За сельской местностью и городами в работах Синкая скрывается иное отношение к миру. Это другие, новые миры, обладающие магнетической силой. Это, конечно, башня в «За облаками», Агарта в «Ловцах», космос в «Голосе» или мир над облаками в картине «Дитя». Хотя эти другие миры часто являются фантастическими вселенными, они продолжают традицию натуралистического подхода режиссера к изображению: он снимает чужие планеты точно так же, как и Землю. Если Синкай снимает то, что никогда не снималось, если он интересуется царством мертвых («Ловцы») или апокалиптической версией Токио («Дитя»), он делает это точно так же, как и когда смотрит на побережье Кюсю или луга Аомори. Мы уже говорили о роли Агарты и о том, как в «Ловцах» подземная страна отражает печаль живущих там персонажей. Интересно также отметить, что «Дитя погоды» создает новый мир почти досадно банальным элементом: дождем, который, кстати, в «Саду» функционирует как принципиально реалистичный инструмент.

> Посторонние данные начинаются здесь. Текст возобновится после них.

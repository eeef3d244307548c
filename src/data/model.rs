use std::collections::{BTreeMap, BTreeSet};
use std::fmt;

use serde::Serialize;

// ---------------------------------------------------------------------------
// CellValue – a single cell of the loaded table
// ---------------------------------------------------------------------------

/// A dynamically-typed cell value inferred from the delimited text.
/// Used as a key in `BTreeSet` / `HashMap` downstream so it must be `Ord + Hash`.
#[derive(Debug, Clone, Serialize)]
#[serde(untagged)]
pub enum CellValue {
    Text(String),
    Integer(i64),
    Float(f64),
    Bool(bool),
    Null,
}

// -- Manual Eq/Ord so we can put CellValue in BTreeSet --
// Numbers compare by value: `Integer(4) == Float(4.0)` and `-0.0 == 0.0`.

impl PartialEq for CellValue {
    fn eq(&self, other: &Self) -> bool {
        self.cmp(other) == std::cmp::Ordering::Equal
    }
}

impl Eq for CellValue {}

impl PartialOrd for CellValue {
    fn partial_cmp(&self, other: &Self) -> Option<std::cmp::Ordering> {
        Some(self.cmp(other))
    }
}

impl Ord for CellValue {
    fn cmp(&self, other: &Self) -> std::cmp::Ordering {
        use std::cmp::Ordering;
        use CellValue::*;
        fn discriminant(v: &CellValue) -> u8 {
            match v {
                Null => 0,
                Bool(_) => 1,
                Integer(_) | Float(_) => 2,
                Text(_) => 3,
            }
        }
        let da = discriminant(self);
        let db = discriminant(other);
        if da != db {
            return da.cmp(&db);
        }
        match (self, other) {
            (Null, Null) => Ordering::Equal,
            (Bool(a), Bool(b)) => a.cmp(b),
            (Integer(a), Integer(b)) => a.cmp(b),
            (Float(a), Float(b)) => unsigned_zero(*a).total_cmp(&unsigned_zero(*b)),
            (Integer(a), Float(b)) => match integral(*b) {
                Some(b) => a.cmp(&b),
                None => (*a as f64).total_cmp(b),
            },
            (Float(_), Integer(_)) => other.cmp(self).reverse(),
            (Text(a), Text(b)) => a.cmp(b),
            _ => Ordering::Equal,
        }
    }
}

fn unsigned_zero(f: f64) -> f64 {
    if f == 0.0 {
        0.0
    } else {
        f
    }
}

/// The float as an `i64` when it holds a whole number in range.
fn integral(f: f64) -> Option<i64> {
    // 2^63 itself is out of range for i64.
    const LIMIT: f64 = 9_223_372_036_854_775_808.0;
    (f.fract() == 0.0 && (-LIMIT..LIMIT).contains(&f)).then(|| f as i64)
}

impl std::hash::Hash for CellValue {
    fn hash<H: std::hash::Hasher>(&self, state: &mut H) {
        match self {
            CellValue::Text(s) => {
                3u8.hash(state);
                s.hash(state);
            }
            CellValue::Integer(i) => {
                2u8.hash(state);
                i.hash(state);
            }
            CellValue::Float(f) => {
                2u8.hash(state);
                match integral(*f) {
                    Some(i) => i.hash(state),
                    None => f.to_bits().hash(state),
                }
            }
            CellValue::Bool(b) => {
                1u8.hash(state);
                b.hash(state);
            }
            CellValue::Null => 0u8.hash(state),
        }
    }
}

impl fmt::Display for CellValue {
    fn fmt(&self, f: &mut fmt::Formatter<'_>) -> fmt::Result {
        match self {
            CellValue::Text(s) => write!(f, "{s}"),
            CellValue::Integer(i) => write!(f, "{i}"),
            CellValue::Float(v) => write!(f, "{v}"),
            CellValue::Bool(b) => write!(f, "{b}"),
            CellValue::Null => write!(f, ""),
        }
    }
}

impl CellValue {
    /// Infer the type of a raw text cell.
    pub fn from_raw(s: &str) -> Self {
        if s.is_empty() {
            return CellValue::Null;
        }
        if let Ok(i) = s.parse::<i64>() {
            return CellValue::Integer(i);
        }
        if let Ok(f) = s.parse::<f64>() {
            if f.is_finite() {
                return CellValue::number(f);
            }
        }
        if s == "true" || s == "false" {
            return CellValue::Bool(s == "true");
        }
        CellValue::Text(s.to_string())
    }

    /// A number in canonical form: whole values become `Integer`, so
    /// `"4"` and `"4.0"` (or `"-0.0"` and `"0"`) load as the same cell.
    pub fn number(f: f64) -> Self {
        match integral(f) {
            Some(i) => CellValue::Integer(i),
            None => CellValue::Float(f),
        }
    }

    pub fn is_null(&self) -> bool {
        matches!(self, CellValue::Null)
    }

    /// Numeric coercion: numbers pass through, text is parsed, anything that
    /// does not yield a finite number is treated as missing.
    pub fn as_f64(&self) -> Option<f64> {
        let v = match self {
            CellValue::Float(v) => *v,
            CellValue::Integer(i) => *i as f64,
            CellValue::Bool(b) => f64::from(u8::from(*b)),
            CellValue::Text(s) => s.trim().parse::<f64>().ok()?,
            CellValue::Null => return None,
        };
        v.is_finite().then_some(v)
    }

    /// Whether the cell counts as numeric when deciding a column's sort order.
    pub fn is_numeric(&self) -> bool {
        matches!(self, CellValue::Integer(_) | CellValue::Float(_))
    }
}

static NULL_CELL: CellValue = CellValue::Null;

// ---------------------------------------------------------------------------
// Dataset – the complete loaded table
// ---------------------------------------------------------------------------

/// The full parsed table with pre-computed column indices.
///
/// Rows are stored positionally, aligned with `column_names`.
#[derive(Debug, Clone, Default)]
pub struct Dataset {
    /// Column names in header order.
    pub column_names: Vec<String>,
    /// All rows; `rows[r][c]` is the cell of column `column_names[c]`.
    pub rows: Vec<Vec<CellValue>>,
    /// For each column the sorted set of unique values.
    pub unique_values: BTreeMap<String, BTreeSet<CellValue>>,
}

impl Dataset {
    /// Build column indices from the loaded rows.
    pub fn from_rows(column_names: Vec<String>, rows: Vec<Vec<CellValue>>) -> Self {
        let mut unique_values: BTreeMap<String, BTreeSet<CellValue>> = column_names
            .iter()
            .map(|c| (c.clone(), BTreeSet::new()))
            .collect();

        for row in &rows {
            for (col, val) in column_names.iter().zip(row) {
                if let Some(set) = unique_values.get_mut(col) {
                    set.insert(val.clone());
                }
            }
        }
        Dataset {
            column_names,
            rows,
            unique_values,
        }
    }

    /// Number of rows.
    pub fn len(&self) -> usize {
        self.rows.len()
    }

    /// Whether the dataset is empty.
    pub fn is_empty(&self) -> bool {
        self.rows.is_empty()
    }

    /// Position of an exact column name.
    pub fn column_index(&self, name: &str) -> Option<usize> {
        self.column_names.iter().position(|c| c == name)
    }

    /// Iterate over one column's cells, or `None` if the column is absent.
    pub fn column<'a>(&'a self, name: &str) -> Option<impl Iterator<Item = &'a CellValue> + 'a> {
        let idx = self.column_index(name)?;
        Some(self.rows.iter().map(move |row| row.get(idx).unwrap_or(&NULL_CELL)))
    }

    /// A cell by row and column position.
    pub fn cell(&self, row: usize, col: usize) -> &CellValue {
        self.rows
            .get(row)
            .and_then(|r| r.get(col))
            .unwrap_or(&NULL_CELL)
    }

    /// A column is numeric-typed when it has at least one value and every
    /// non-missing value is a number.
    pub fn is_numeric_column(&self, name: &str) -> bool {
        self.unique_values.get(name).is_some_and(|vals| {
            let mut present = vals.iter().filter(|v| !v.is_null()).peekable();
            present.peek().is_some() && present.all(CellValue::is_numeric)
        })
    }
}

#[cfg(test)]
mod tests {
    use super::*;

    fn sample() -> Dataset {
        Dataset::from_rows(
            vec!["service".into(), "score".into()],
            vec![
                vec![CellValue::from_raw("cardio"), CellValue::from_raw("3")],
                vec![CellValue::from_raw("neuro"), CellValue::from_raw("2.5")],
                vec![CellValue::from_raw("cardio"), CellValue::from_raw("")],
            ],
        )
    }

    #[test]
    fn infers_cell_types() {
        assert_eq!(CellValue::from_raw(""), CellValue::Null);
        assert_eq!(CellValue::from_raw("42"), CellValue::Integer(42));
        assert_eq!(CellValue::from_raw("4.5"), CellValue::Float(4.5));
        assert_eq!(CellValue::from_raw("true"), CellValue::Bool(true));
        assert_eq!(CellValue::from_raw("nan"), CellValue::Text("nan".into()));
        assert_eq!(CellValue::from_raw("abc"), CellValue::Text("abc".into()));
    }

    #[test]
    fn numeric_coercion_parses_text_and_rejects_garbage() {
        assert_eq!(CellValue::Text(" 3.25 ".into()).as_f64(), Some(3.25));
        assert_eq!(CellValue::Text("n/a".into()).as_f64(), None);
        assert_eq!(CellValue::Text("inf".into()).as_f64(), None);
        assert_eq!(CellValue::Null.as_f64(), None);
        assert_eq!(CellValue::Integer(7).as_f64(), Some(7.0));
    }

    #[test]
    fn mixed_numbers_order_numerically() {
        let mut vals = vec![
            CellValue::Float(2.5),
            CellValue::Integer(3),
            CellValue::Integer(1),
        ];
        vals.sort();
        assert_eq!(
            vals,
            vec![CellValue::Integer(1), CellValue::Float(2.5), CellValue::Integer(3)]
        );
    }

    #[test]
    fn whole_floats_load_as_integers() {
        assert_eq!(CellValue::from_raw("4.0"), CellValue::Integer(4));
        assert_eq!(CellValue::from_raw("-0.0"), CellValue::Integer(0));
        assert_eq!(CellValue::from_raw("4.0").to_string(), "4");
        assert_eq!(CellValue::from_raw("1e3"), CellValue::Integer(1000));
        assert_eq!(CellValue::from_raw("1e300"), CellValue::Float(1e300));
    }

    #[test]
    fn equal_numbers_hash_alike() {
        use std::collections::HashSet;
        let set: HashSet<CellValue> = [
            CellValue::Integer(4),
            CellValue::Float(4.0),
            CellValue::Float(-0.0),
            CellValue::Float(0.0),
            CellValue::Integer(0),
        ]
        .into_iter()
        .collect();
        assert_eq!(set.len(), 2);
        assert_eq!(CellValue::Float(-0.0).cmp(&CellValue::Float(0.0)), std::cmp::Ordering::Equal);
    }

    #[test]
    fn column_access_and_typing() {
        let ds = sample();
        assert_eq!(ds.len(), 3);
        assert_eq!(ds.column_index("score"), Some(1));
        assert!(ds.column("missing").is_none());
        let services: Vec<String> = ds
            .column("service")
            .map(|c| c.map(|v| v.to_string()).collect())
            .unwrap_or_default();
        assert_eq!(services, vec!["cardio", "neuro", "cardio"]);
        assert!(ds.is_numeric_column("score"));
        assert!(!ds.is_numeric_column("service"));
        assert_eq!(ds.unique_values["service"].len(), 2);
    }
}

В любом случае новые миры в фильмах Синкая – это еще и пространства, которые нужно освоить: путешествие к башне, путь в Агарту или падение с облаков. Как и Токио, это места метаморфоз, требующих движения и усилий, своеобразный квест. Однако среди всех этих миров выделяется один, который режиссер снимает по-особенному – как атмосферу, так и сюжеты, которые он хранит. Это, конечно же, Агарта в «Ловцах», страна смерти, чья скорбь перекликается со скорбью персонажей. Агарта – мир в руинах, и развалины – как раз то, что мы считаем необходимым отметить в мирах Синкая. Режиссер постоянно возвращается к одному и тому же мотиву – разрушенным местам. Это ясно уже в «За облаками» с заброшенной станцией, но этот мотив станет вездесущим, начиная с «Ловцов» (за исключением «Сада»). Даже в «Судзумэ, закрывающей двери», вышедшем в 2022 году, особое место отведено обветшалым пейзажам и обломкам. Очевидно, эти руины пробуждают как ощущение катастрофы, так и формируют определенное представление о прошлом: это ушедшая эпоха, поврежденная во всех смыслах этого слова. Разрушенная, наполовину канувшая в бездну забвения. В «Ловцах», однако, этот мотив играет особую роль, поскольку Агарта хоть и становится частью мотива разрухи, но она также является новым миром, который исследует Асуна. Это пространство, где прошлое и будущее сливаются воедино, предвосхищая рассуждения, которые последуют в «Твоем имени» о способе справиться с катастрофой при обращении к прошлому. Такое решение вполне логично для режиссера, так как несет в себе страх исчезновения, что полностью соответствует всему, о чем мы говорили в контексте любви в его фильмах, которая всегда предвосхищает утрату.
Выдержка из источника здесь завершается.